O Natal, para a filosofia, pode apresentar-se com uma oportunidade ímpar para pensarmos sobre o nascer. Curiosamente, os filósofos sempre falaram sobre a morte. A morte revela a nossa vulnerabilidade fundamental. Somos seres mortais. Mas, antes de morrer, nascemos. Ora, o que é isso, o nascer? Pensar o nascer é pensar sobre as estruturas fundamentais de nosso existir no mundo. Existimos num certo tempo, num mundo histórico, com um corpo específico, num determinado lugar, com determinadas relações, numa situação social, cultural e histórica específicas. Somos seres encarnados.

Nascer é sair do útero da pessoa que me gerou, minha mãe. Por isso mesmo, nascer é reconhecer minha dependência radical e fundamental. Uma dependência que se prolonga no cuidado que recebo. Cuidado físico e emocional. Cuidado como sendo, na maioria dos casos, primeiramente recebido da própria mãe. Mas que depois é alargado além do útero materno, além do colo materno, para um processo contínuo de nascer. Processo que, psicologicamente, começa na infância, mas se estende por toda a vida, de maneiras diferentes, mas sempre tendo como início o ser gerado e cuidado no útero materno. Assim, nascer é um evento entranhado no corpo feminino. Esta dependência inicial foi muitas vezes subestimada pelos filósofos, com exceção de Hannah Arendt. Sempre preocupados com a autonomia do agente racional, esquecendo que somos, fundamentalmente, animais racionais dependentes.

Nascemos, também, nas nossas relações. Somos seres com os outros no mundo. Nossa identidade, nossa personalidade, nosso caráter, nossos desejos, nossas crenças, nossa linguagem, são sempre relacionais e as adquirimos, constantemente, a partir do nascer. Nascemos em inescapáveis situações e horizontes de interpretação. Situações históricas, sociais, étnicas e geográficas. Nascemos numa classe econômica, numa posição social e, especialmente, dentro de relações sociais de poder. Nascer é ser vulnerável de várias maneiras. Às vezes nascemos com incapacidades que marcam profundamente nossas vidas. Mas, para todos nós, nascer é ser radicalmente contingente.

Um olhar acurado nos ajuda a perceber que nascer não é apenas estar fisicamente saindo do corpo feminino de nossa mãe e entrando no mundo. Nascer é tornar-se carne, ser encarnado. Mas, também, o nascer é carregado de simbologia. Em nossa existência como seres de relações e herdeiros de uma imensa rede tecida de significados, nascemos hermeneutas, ou seja, interpretando. Em cada nascimento de uma nova criança, novas possibilidades nascem, novas liberdades e novas criatividades se constituem. As potencialidades geradas por cada nascimento, por cada criança, possuem a força de ajudar a fazer do mundo histórico um mundo melhor.
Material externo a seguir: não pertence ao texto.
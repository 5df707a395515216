#![forbid(unsafe_code)]

use core::fmt::Debug;

use natureal_footprint::{
    Calculator, CarType, Choice, CompostHabit, DietType, DomainKind, Energy, EnergyEfficiency,
    EnergyInputs, EnergySource, FlightsPerYear, HomeType, Personal, PersonalInputs,
    PlasticConsumption, RecyclingHabit, RenewableUsage, ShoppingHabits, Travel, TravelInputs,
    Waste, WasteInputs,
};
use serde::{Deserialize, Serialize};

use crate::guards::InputGuard;
use crate::FormError;

/// Addressable field of one domain's form.
pub trait FormField: Copy + Eq + Debug + 'static {
    const DOMAIN: DomainKind;
    const ALL: &'static [Self];

    /// Form name, e.g. `homeSize` or `flightsPerYear.short`.
    fn name(self) -> &'static str;

    /// Whole-name lookup.
    fn resolve(name: &str) -> Result<Self, FormError> {
        Self::ALL
            .iter()
            .copied()
            .find(|f| f.name() == name)
            .ok_or_else(|| FormError::UnknownField {
                domain: Self::DOMAIN,
                name: name.to_string(),
            })
    }
}

/// A single input change: which leaf to set and the raw text to put there.
#[derive(Debug, Clone, PartialEq, Eq)]
pub struct FieldUpdate<F> {
    pub field: F,
    pub value: String,
}

impl<F: FormField> FieldUpdate<F> {
    pub fn new(field: F, value: impl Into<String>) -> Self {
        FieldUpdate {
            field,
            value: value.into(),
        }
    }
}

/// Raw state of one domain's form, exactly as typed.
pub trait Form: Clone + Default + Debug {
    type Calc: Calculator;
    type Field: FormField;

    /// Writes one leaf; every other field keeps its value.
    fn set(&mut self, field: Self::Field, value: &str);

    fn get(&self, field: Self::Field) -> &str;

    fn to_inputs(&self) -> <Self::Calc as Calculator>::Inputs;
}

// ---- Personal --------------------------------------------------------------

#[derive(Debug, Clone, Copy, PartialEq, Eq)]
pub enum PersonalField {
    HouseholdSize,
    HomeType,
    HomeSize,
    DietType,
    ShoppingHabits,
}

impl FormField for PersonalField {
    const DOMAIN: DomainKind = DomainKind::Personal;
    const ALL: &'static [Self] = &[
        PersonalField::HouseholdSize,
        PersonalField::HomeType,
        PersonalField::HomeSize,
        PersonalField::DietType,
        PersonalField::ShoppingHabits,
    ];

    fn name(self) -> &'static str {
        match self {
            PersonalField::HouseholdSize => "householdSize",
            PersonalField::HomeType => "homeType",
            PersonalField::HomeSize => "homeSize",
            PersonalField::DietType => "dietType",
            PersonalField::ShoppingHabits => "shoppingHabits",
        }
    }
}

#[derive(Debug, Clone, Default, PartialEq, Serialize, Deserialize)]
#[serde(default, rename_all = "camelCase")]
pub struct PersonalForm {
    pub household_size: String,
    pub home_type: Choice<HomeType>,
    pub home_size: String,
    pub diet_type: Choice<DietType>,
    pub shopping_habits: Choice<ShoppingHabits>,
}

impl Form for PersonalForm {
    type Calc = Personal;
    type Field = PersonalField;

    fn set(&mut self, field: PersonalField, value: &str) {
        match field {
            PersonalField::HouseholdSize => self.household_size = value.to_string(),
            PersonalField::HomeType => self.home_type = Choice::parse(value),
            PersonalField::HomeSize => self.home_size = value.to_string(),
            PersonalField::DietType => self.diet_type = Choice::parse(value),
            PersonalField::ShoppingHabits => self.shopping_habits = Choice::parse(value),
        }
    }

    fn get(&self, field: PersonalField) -> &str {
        match field {
            PersonalField::HouseholdSize => &self.household_size,
            PersonalField::HomeType => self.home_type.as_str(),
            PersonalField::HomeSize => &self.home_size,
            PersonalField::DietType => self.diet_type.as_str(),
            PersonalField::ShoppingHabits => self.shopping_habits.as_str(),
        }
    }

    fn to_inputs(&self) -> PersonalInputs {
        PersonalInputs {
            household_size: InputGuard::number(&self.household_size),
            home_type: self.home_type.clone(),
            home_size: InputGuard::number(&self.home_size),
            diet_type: self.diet_type.clone(),
            shopping_habits: self.shopping_habits.clone(),
        }
    }
}

// ---- Travel ----------------------------------------------------------------

#[derive(Debug, Clone, Copy, PartialEq, Eq)]
pub enum FlightLeg {
    Short,
    Medium,
    Long,
}

#[derive(Debug, Clone, Copy, PartialEq, Eq)]
pub enum TravelField {
    CarType,
    MileagePerYear,
    PublicTransport,
    /// One key of the nested `flightsPerYear` record.
    Flights(FlightLeg),
}

impl FormField for TravelField {
    const DOMAIN: DomainKind = DomainKind::Travel;
    const ALL: &'static [Self] = &[
        TravelField::CarType,
        TravelField::MileagePerYear,
        TravelField::PublicTransport,
        TravelField::Flights(FlightLeg::Short),
        TravelField::Flights(FlightLeg::Medium),
        TravelField::Flights(FlightLeg::Long),
    ];

    fn name(self) -> &'static str {
        match self {
            TravelField::CarType => "carType",
            TravelField::MileagePerYear => "mileagePerYear",
            TravelField::PublicTransport => "publicTransport",
            TravelField::Flights(FlightLeg::Short) => "flightsPerYear.short",
            TravelField::Flights(FlightLeg::Medium) => "flightsPerYear.medium",
            TravelField::Flights(FlightLeg::Long) => "flightsPerYear.long",
        }
    }
}

#[derive(Debug, Clone, Default, PartialEq, Serialize, Deserialize)]
#[serde(default)]
pub struct FlightsForm {
    pub short: String,
    pub medium: String,
    pub long: String,
}

impl FlightsForm {
    fn leg(&self, leg: FlightLeg) -> &str {
        match leg {
            FlightLeg::Short => &self.short,
            FlightLeg::Medium => &self.medium,
            FlightLeg::Long => &self.long,
        }
    }

    fn leg_mut(&mut self, leg: FlightLeg) -> &mut String {
        match leg {
            FlightLeg::Short => &mut self.short,
            FlightLeg::Medium => &mut self.medium,
            FlightLeg::Long => &mut self.long,
        }
    }
}

#[derive(Debug, Clone, Default, PartialEq, Serialize, Deserialize)]
#[serde(default, rename_all = "camelCase")]
pub struct TravelForm {
    pub car_type: Choice<CarType>,
    pub mileage_per_year: String,
    pub public_transport: String,
    pub flights_per_year: FlightsForm,
}

impl Form for TravelForm {
    type Calc = Travel;
    type Field = TravelField;

    fn set(&mut self, field: TravelField, value: &str) {
        match field {
            TravelField::CarType => self.car_type = Choice::parse(value),
            TravelField::MileagePerYear => self.mileage_per_year = value.to_string(),
            TravelField::PublicTransport => self.public_transport = value.to_string(),
            TravelField::Flights(leg) => *self.flights_per_year.leg_mut(leg) = value.to_string(),
        }
    }

    fn get(&self, field: TravelField) -> &str {
        match field {
            TravelField::CarType => self.car_type.as_str(),
            TravelField::MileagePerYear => &self.mileage_per_year,
            TravelField::PublicTransport => &self.public_transport,
            TravelField::Flights(leg) => self.flights_per_year.leg(leg),
        }
    }

    fn to_inputs(&self) -> TravelInputs {
        let flights = &self.flights_per_year;
        TravelInputs {
            car_type: self.car_type.clone(),
            mileage_per_year: InputGuard::number(&self.mileage_per_year),
            public_transport: InputGuard::number(&self.public_transport),
            flights_per_year: FlightsPerYear {
                short: InputGuard::number(&flights.short),
                medium: InputGuard::number(&flights.medium),
                long: InputGuard::number(&flights.long),
            },
        }
    }
}

// ---- Energy ----------------------------------------------------------------

#[derive(Debug, Clone, Copy, PartialEq, Eq)]
pub enum EnergyField {
    EnergySource,
    ElectricityUsage,
    GasUsage,
    RenewableUsage,
    EnergyEfficiency,
}

impl FormField for EnergyField {
    const DOMAIN: DomainKind = DomainKind::Energy;
    const ALL: &'static [Self] = &[
        EnergyField::EnergySource,
        EnergyField::ElectricityUsage,
        EnergyField::GasUsage,
        EnergyField::RenewableUsage,
        EnergyField::EnergyEfficiency,
    ];

    fn name(self) -> &'static str {
        match self {
            EnergyField::EnergySource => "energySource",
            EnergyField::ElectricityUsage => "electricityUsage",
            EnergyField::GasUsage => "gasUsage",
            EnergyField::RenewableUsage => "renewableUsage",
            EnergyField::EnergyEfficiency => "energyEfficiency",
        }
    }
}

#[derive(Debug, Clone, Default, PartialEq, Serialize, Deserialize)]
#[serde(default, rename_all = "camelCase")]
pub struct EnergyForm {
    pub energy_source: Choice<EnergySource>,
    pub electricity_usage: String,
    pub gas_usage: String,
    pub renewable_usage: Choice<RenewableUsage>,
    pub energy_efficiency: Choice<EnergyEfficiency>,
}

impl Form for EnergyForm {
    type Calc = Energy;
    type Field = EnergyField;

    fn set(&mut self, field: EnergyField, value: &str) {
        match field {
            EnergyField::EnergySource => self.energy_source = Choice::parse(value),
            EnergyField::ElectricityUsage => self.electricity_usage = value.to_string(),
            EnergyField::GasUsage => self.gas_usage = value.to_string(),
            EnergyField::RenewableUsage => self.renewable_usage = Choice::parse(value),
            EnergyField::EnergyEfficiency => self.energy_efficiency = Choice::parse(value),
        }
    }

    fn get(&self, field: EnergyField) -> &str {
        match field {
            EnergyField::EnergySource => self.energy_source.as_str(),
            EnergyField::ElectricityUsage => &self.electricity_usage,
            EnergyField::GasUsage => &self.gas_usage,
            EnergyField::RenewableUsage => self.renewable_usage.as_str(),
            EnergyField::EnergyEfficiency => self.energy_efficiency.as_str(),
        }
    }

    fn to_inputs(&self) -> EnergyInputs {
        EnergyInputs {
            energy_source: self.energy_source.clone(),
            electricity_usage: InputGuard::number(&self.electricity_usage),
            gas_usage: InputGuard::number(&self.gas_usage),
            renewable_usage: self.renewable_usage.clone(),
            energy_efficiency: self.energy_efficiency.clone(),
        }
    }
}

// ---- Waste -----------------------------------------------------------------

#[derive(Debug, Clone, Copy, PartialEq, Eq)]
pub enum WasteField {
    Recycling,
    Compost,
    WasteProduction,
    PlasticConsumption,
    FoodWaste,
}

impl FormField for WasteField {
    const DOMAIN: DomainKind = DomainKind::Waste;
    const ALL: &'static [Self] = &[
        WasteField::Recycling,
        WasteField::Compost,
        WasteField::WasteProduction,
        WasteField::PlasticConsumption,
        WasteField::FoodWaste,
    ];

    fn name(self) -> &'static str {
        match self {
            WasteField::Recycling => "recycling",
            WasteField::Compost => "compost",
            WasteField::WasteProduction => "wasteProduction",
            WasteField::PlasticConsumption => "plasticConsumption",
            WasteField::FoodWaste => "foodWaste",
        }
    }
}

#[derive(Debug, Clone, Default, PartialEq, Serialize, Deserialize)]
#[serde(default, rename_all = "camelCase")]
pub struct WasteForm {
    pub recycling: Choice<RecyclingHabit>,
    pub compost: Choice<CompostHabit>,
    pub waste_production: String,
    pub plastic_consumption: Choice<PlasticConsumption>,
    pub food_waste: String,
}

impl Form for WasteForm {
    type Calc = Waste;
    type Field = WasteField;

    fn set(&mut self, field: WasteField, value: &str) {
        match field {
            WasteField::Recycling => self.recycling = Choice::parse(value),
            WasteField::Compost => self.compost = Choice::parse(value),
            WasteField::WasteProduction => self.waste_production = value.to_string(),
            WasteField::PlasticConsumption => self.plastic_consumption = Choice::parse(value),
            WasteField::FoodWaste => self.food_waste = value.to_string(),
        }
    }

    fn get(&self, field: WasteField) -> &str {
        match field {
            WasteField::Recycling => self.recycling.as_str(),
            WasteField::Compost => self.compost.as_str(),
            WasteField::WasteProduction => &self.waste_production,
            WasteField::PlasticConsumption => self.plastic_consumption.as_str(),
            WasteField::FoodWaste => &self.food_waste,
        }
    }

    fn to_inputs(&self) -> WasteInputs {
        WasteInputs {
            recycling: self.recycling.clone(),
            compost: self.compost.clone(),
            waste_production: InputGuard::number(&self.waste_production),
            plastic_consumption: self.plastic_consumption.clone(),
            food_waste: InputGuard::number(&self.food_waste),
        }
    }
}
Todos nós nascemos de uma mulher, nossa mãe, e nascemos vulneráveis. Temos uma história da qual somos herdeiros. Temos uma vulnerabilidade essencial que nos acompanhará por toda a vida. Nascer é receber uma herança tecida de significados e envolvida pelos outros. Tudo isso, na fragilidade fundamental de nossa carne. Nossa vulnerabilidade é nossa estrutura fundamental. Mas, é uma vulnerabilidade, na maioria das vezes, cuidada pela nossa mãe. Todos temos uma origem maternal. Este processo de cuidado sofre uma mudança ao longo do tempo. Começamos, desde o nascer, a viver um processo psicológico de diferenciação pós-natal. Do corpo de nossa mãe, passamos para suas mãos. Este é o primeiro e essencial relacionamento que, como seres que somos, nos marca profundamente. Claro, existem hoje outras situações que questionam nossas compreensões simplificadas sobre o nascer: casos como barriga de aluguel, adoção, abandono, pais homossexuais e outras realidades contemporâneas dão o que pensar. Mas, em todas as abordagens, surge a pergunta pela figura materna, que histórica e socialmente, possui um lugar fundamental em nosso nascer. Neste processo, do nascer, a figura da mãe é abordada numa rica pluralidade de funções: a ovulação, a gestação, o parto, a amamentação, o cuidar. Ora, se essencialmente todos somos nascidos de uma mulher, todos nascemos sexuados.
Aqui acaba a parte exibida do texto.